[Data section]
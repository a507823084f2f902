//! Testing utilities and mock implementations.
//!
//! Mocks for the two seams that touch the outside world: the platform the
//! tool locator searches, and the tool-backed conversion strategies.
//!
//! # Example
//!
//! ```rust,ignore
//! use vecconv_core::testing::{MockPlatform, MockStrategy};
//!
//! let vector = Arc::new(MockStrategy::vector());
//! let print = Arc::new(MockStrategy::print());
//! let converter = Converter::new(vector.clone(), print.clone());
//! ```

mod mock_platform;
mod mock_strategy;

pub use mock_platform::MockPlatform;
pub use mock_strategy::{MockStrategy, RecordedConversion};

/// Test fixtures and helper functions.
pub mod fixtures {
    use std::path::PathBuf;

    use crate::converter::ConversionError;

    /// A minimal SVG document.
    pub const SVG: &[u8] =
        br#"<svg xmlns="http://www.w3.org/2000/svg" width="10" height="10"><rect width="10" height="10"/></svg>"#;

    /// A PostScript document with a bounding box of 100 x 200 points.
    pub const PS_WITH_BBOX: &[u8] =
        b"%!PS-Adobe-3.0\n%%BoundingBox: 0 0 100 200\nnewpath 0 0 moveto 100 200 lineto stroke\nshowpage\n%%EOF\n";

    /// A PostScript document without a bounding box comment.
    pub const PS_WITHOUT_BBOX: &[u8] = b"%!PS-Adobe-3.0\nnewpath 0 0 moveto 10 10 lineto stroke\nshowpage\n";

    /// The error a tool produces when it exits cleanly but writes nothing.
    pub fn output_missing(tool: &str) -> ConversionError {
        ConversionError::OutputMissing {
            tool: tool.to_string(),
            path: PathBuf::from("/tmp/vecconv-test/image.svg"),
            command: format!("{tool} image.pdf"),
        }
    }
}
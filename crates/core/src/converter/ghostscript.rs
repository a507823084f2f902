//! Ghostscript-backed conversion strategy.

use async_trait::async_trait;
use std::path::Path;
use tracing::debug;

use super::error::ConversionError;
use super::traits::ConversionStrategy;
use super::types::ConversionOptions;
use super::workspace::TempWorkspace;
use crate::config::ExecutionConfig;
use crate::format::Format;
use crate::locator::ToolLocator;
use crate::process::{CommandExecutor, CommandLine, CommandSpec};

/// Pairs Ghostscript is dispatched for.
pub const GHOSTSCRIPT_CONVERSIONS: &[(Format, Format)] =
    &[(Format::Ps, Format::Pdf), (Format::Eps, Format::Pdf)];

/// Converts PostScript to PDF, and PDF to EPS for the fallback chain.
pub struct GhostscriptStrategy {
    locator: ToolLocator,
    executor: CommandExecutor,
    settings: ExecutionConfig,
}

impl GhostscriptStrategy {
    pub fn new(locator: ToolLocator, executor: CommandExecutor, settings: ExecutionConfig) -> Self {
        Self {
            locator,
            executor,
            settings,
        }
    }

    pub fn locator(&self) -> &ToolLocator {
        &self.locator
    }
}

/// Output device for a pair, or `None` when Ghostscript cannot produce it.
fn device_for(from: Format, to: Format) -> Option<&'static str> {
    match (from, to) {
        (Format::Ps | Format::Eps, Format::Pdf) => Some("pdfwrite"),
        (Format::Pdf, Format::Eps) => Some("eps2write"),
        _ => None,
    }
}

fn build_args(device: &str, input: &Path, output: &Path, options: &ConversionOptions) -> Vec<String> {
    let mut args = vec![
        "-q".to_string(),
        "-dNOPAUSE".to_string(),
        "-dBATCH".to_string(),
        "-dSAFER".to_string(),
        format!("-sDEVICE={device}"),
    ];
    if options.eps_crop {
        args.push("-dEPSCrop".to_string());
    }
    args.push(format!("-sOutputFile={}", output.to_string_lossy()));
    args.push(input.to_string_lossy().to_string());
    args
}

#[async_trait]
impl ConversionStrategy for GhostscriptStrategy {
    fn name(&self) -> &str {
        "ghostscript"
    }

    fn supported_conversions(&self) -> &[(Format, Format)] {
        GHOSTSCRIPT_CONVERSIONS
    }

    fn available(&self) -> bool {
        self.locator.is_available()
    }

    async fn convert(
        &self,
        content: &[u8],
        from: Format,
        to: Format,
        options: &ConversionOptions,
    ) -> Result<Vec<u8>, ConversionError> {
        let Some(device) = device_for(from, to) else {
            return Err(ConversionError::NoStrategy {
                from,
                to,
                supported: GHOSTSCRIPT_CONVERSIONS.to_vec(),
            });
        };

        let program = self.locator.locate()?;
        let workspace = TempWorkspace::new(self.settings.temp_dir.as_deref())?;
        let input = workspace.write_input(from, content).await?;
        let output = workspace.output_path(from, to);

        let spec = CommandSpec::new(
            CommandLine::new(program).args(build_args(device, &input, &output, options)),
        )
        .timeout(self.settings.timeout())
        .grace_period(self.settings.kill_after());

        let record = self.executor.execute(&spec).await?;
        debug!(%from, %to, device, elapsed_ms = record.elapsed.as_millis() as u64, "ghostscript finished");

        workspace
            .read_output(&output, self.name(), &record.command_line)
            .await
    }
}
mod loader;
mod types;
mod validate;

pub use loader::{load_config, load_config_from_str};
pub use types::*;
pub use validate::validate_config;

use thiserror::Error;

#[derive(Debug, Error)]
pub enum ConfigError {
    #[error("Configuration file not found: {0}")]
    FileNotFound(String),

    #[error("Failed to parse configuration: {0}")]
    ParseError(String),

    #[error("Configuration validation failed: {0}")]
    ValidationError(String),
}
//! Multi-hop conversion routes and the missing-output fallback.

mod bbox;
mod converter;

pub use bbox::BoundingBox;
pub use converter::Converter;

/// Whether an environment variable is set to a truthy value
/// (`1`, `true`, `yes`, `on`, any case).
pub fn env_flag(name: &str) -> bool {
    std::env::var(name)
        .map(|v| is_truthy(&v))
        .unwrap_or(false)
}

fn is_truthy(value: &str) -> bool {
    matches!(
        value.trim().to_ascii_lowercase().as_str(),
        "1" | "true" | "yes" | "on"
    )
}

#[cfg(test)]
mod tests {
    use super::*;

    #[test]
    fn test_truthy_values() {
        for v in ["1", "true", "TRUE", "Yes", " on "] {
            assert!(is_truthy(v), "{v}");
        }
        for v in ["", "0", "false", "off", "no", "2"] {
            assert!(!is_truthy(v), "{v}");
        }
    }

    #[test]
    fn test_unset_variable_is_false() {
        assert!(!env_flag("VECCONV_TEST_FLAG_THAT_IS_NEVER_SET"));
    }
}
//! Tool-backed conversion strategies.
//!
//! Each strategy wraps one external program: [`InkscapeStrategy`] for general
//! vector conversions and [`GhostscriptStrategy`] for PostScript to PDF. A
//! [`StrategyRegistry`] picks the first available strategy for a pair.
//!
//! # Example
//!
//! ```ignore
//! use vecconv_core::converter::{ConversionOptions, ConversionStrategy, InkscapeStrategy};
//! use vecconv_core::Format;
//!
//! let pdf = strategy
//!     .convert(svg_bytes, Format::Svg, Format::Pdf, &ConversionOptions::default())
//!     .await?;
//! ```

mod capabilities;
mod error;
mod ghostscript;
mod inkscape;
mod registry;
mod traits;
mod types;
mod workspace;

pub use capabilities::CliSyntax;
pub use error::{ConversionError, ErrorKind};
pub use ghostscript::{GhostscriptStrategy, GHOSTSCRIPT_CONVERSIONS};
pub use inkscape::{InkscapeStrategy, INKSCAPE_CONVERSIONS};
pub use registry::StrategyRegistry;
pub use traits::ConversionStrategy;
pub use types::{ConversionOptions, ConversionRequest, Dimension};
pub use workspace::TempWorkspace;
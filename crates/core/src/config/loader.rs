use figment::{
    providers::{Env, Format, Toml},
    Figment,
};
use std::path::Path;

use super::{types::Config, ConfigError};

/// Prefix for environment overrides, e.g. `VECCONV_EXECUTION__TIMEOUT_SECS=30`.
const ENV_PREFIX: &str = "VECCONV_";

/// Load configuration from file with environment variable overrides
pub fn load_config(path: &Path) -> Result<Config, ConfigError> {
    if !path.exists() {
        return Err(ConfigError::FileNotFound(path.display().to_string()));
    }

    let config: Config = Figment::new()
        .merge(Toml::file(path))
        .merge(Env::prefixed(ENV_PREFIX).split("__"))
        .extract()
        .map_err(|e| ConfigError::ParseError(e.to_string()))?;

    Ok(config)
}

/// Load configuration from TOML string (useful for testing)
pub fn load_config_from_str(toml_str: &str) -> Result<Config, ConfigError> {
    toml::from_str(toml_str).map_err(|e| ConfigError::ParseError(e.to_string()))
}
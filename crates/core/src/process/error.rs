//! Error types for the process layer.

use thiserror::Error;

use super::types::excerpt;

/// Maximum characters of captured output quoted in an error message.
pub const OUTPUT_EXCERPT_LIMIT: usize = 200;

/// Failures to launch a process at all.
///
/// A process that starts and then fails is not an error at this level; see
/// [`ProcessResult`](super::ProcessResult).
#[derive(Debug, Error)]
pub enum ProcessError {
    /// The program could not be found.
    #[error("command not found: {program}")]
    CommandNotFound { program: String },

    /// The program exists but could not be started.
    #[error("failed to launch {program}: {source}")]
    Spawn {
        program: String,
        #[source]
        source: std::io::Error,
    },
}

impl ProcessError {
    pub(crate) fn from_spawn(program: String, err: std::io::Error) -> Self {
        if err.kind() == std::io::ErrorKind::NotFound {
            Self::CommandNotFound { program }
        } else {
            Self::Spawn {
                program,
                source: err,
            }
        }
    }
}

/// A process ran but did not succeed.
#[derive(Debug, Error)]
pub enum ExecutionError {
    /// The watchdog terminated the process.
    #[error("command timed out after {timeout_secs} seconds: {command}\nstdout: {stdout}\nstderr: {stderr}")]
    Timeout {
        command: String,
        timeout_secs: f64,
        stdout: String,
        stderr: String,
    },

    /// The process exited with a non-zero status.
    #[error("command failed with exit status {code}: {command}\nstdout: {stdout}\nstderr: {stderr}")]
    NonZeroExit {
        command: String,
        code: i32,
        stdout: String,
        stderr: String,
    },

    /// The process could not be waited on, so its outcome is unknown.
    #[error("no exit status could be obtained for command: {command}\nstdout: {stdout}\nstderr: {stderr}")]
    NoExitStatus {
        command: String,
        stdout: String,
        stderr: String,
    },

    #[error(transparent)]
    Launch(#[from] ProcessError),
}

impl ExecutionError {
    pub(crate) fn timeout(command: String, timeout_secs: f64, stdout: &[u8], stderr: &[u8]) -> Self {
        Self::Timeout {
            command,
            timeout_secs,
            stdout: excerpt(stdout, OUTPUT_EXCERPT_LIMIT),
            stderr: excerpt(stderr, OUTPUT_EXCERPT_LIMIT),
        }
    }

    pub(crate) fn non_zero(command: String, code: i32, stdout: &[u8], stderr: &[u8]) -> Self {
        Self::NonZeroExit {
            command,
            code,
            stdout: excerpt(stdout, OUTPUT_EXCERPT_LIMIT),
            stderr: excerpt(stderr, OUTPUT_EXCERPT_LIMIT),
        }
    }

    pub(crate) fn no_status(command: String, stdout: &[u8], stderr: &[u8]) -> Self {
        Self::NoExitStatus {
            command,
            stdout: excerpt(stdout, OUTPUT_EXCERPT_LIMIT),
            stderr: excerpt(stderr, OUTPUT_EXCERPT_LIMIT),
        }
    }

    /// Whether the program itself was missing.
    pub fn is_not_found(&self) -> bool {
        matches!(self, Self::Launch(ProcessError::CommandNotFound { .. }))
    }
}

[Assigned task] Reproducing the whole listing above is not the task. Copy exactly only the lines from the one with "x 200 points." to the one with "Format::Pdf), (Format::Eps, Format::Pdf)];", both kept.

[Solution]
    /// A PostScript document with a bounding box of 100 x 200 points.
    pub const PS_WITH_BBOX: &[u8] =
        b"%!PS-Adobe-3.0\n%%BoundingBox: 0 0 100 200\nnewpath 0 0 moveto 100 200 lineto stroke\nshowpage\n%%EOF\n";

    /// A PostScript document without a bounding box comment.
    pub const PS_WITHOUT_BBOX: &[u8] = b"%!PS-Adobe-3.0\nnewpath 0 0 moveto 10 10 lineto stroke\nshowpage\n";

    /// The error a tool produces when it exits cleanly but writes nothing.
    pub fn output_missing(tool: &str) -> ConversionError {
        ConversionError::OutputMissing {
            tool: tool.to_string(),
            path: PathBuf::from("/tmp/vecconv-test/image.svg"),
            command: format!("{tool} image.pdf"),
        }
    }
}
filename crates/core/src/converter/ghostscript.rs
repository a507823084f2f902
//! Ghostscript-backed conversion strategy.

use async_trait::async_trait;
use std::path::Path;
use tracing::debug;

use super::error::ConversionError;
use super::traits::ConversionStrategy;
use super::types::ConversionOptions;
use super::workspace::TempWorkspace;
use crate::config::ExecutionConfig;
use crate::format::Format;
use crate::locator::ToolLocator;
use crate::process::{CommandExecutor, CommandLine, CommandSpec};

/// Pairs Ghostscript is dispatched for.
pub const GHOSTSCRIPT_CONVERSIONS: &[(Format, Format)] =
    &[(Format::Ps, Format::Pdf), (Format::Eps, Format::Pdf)];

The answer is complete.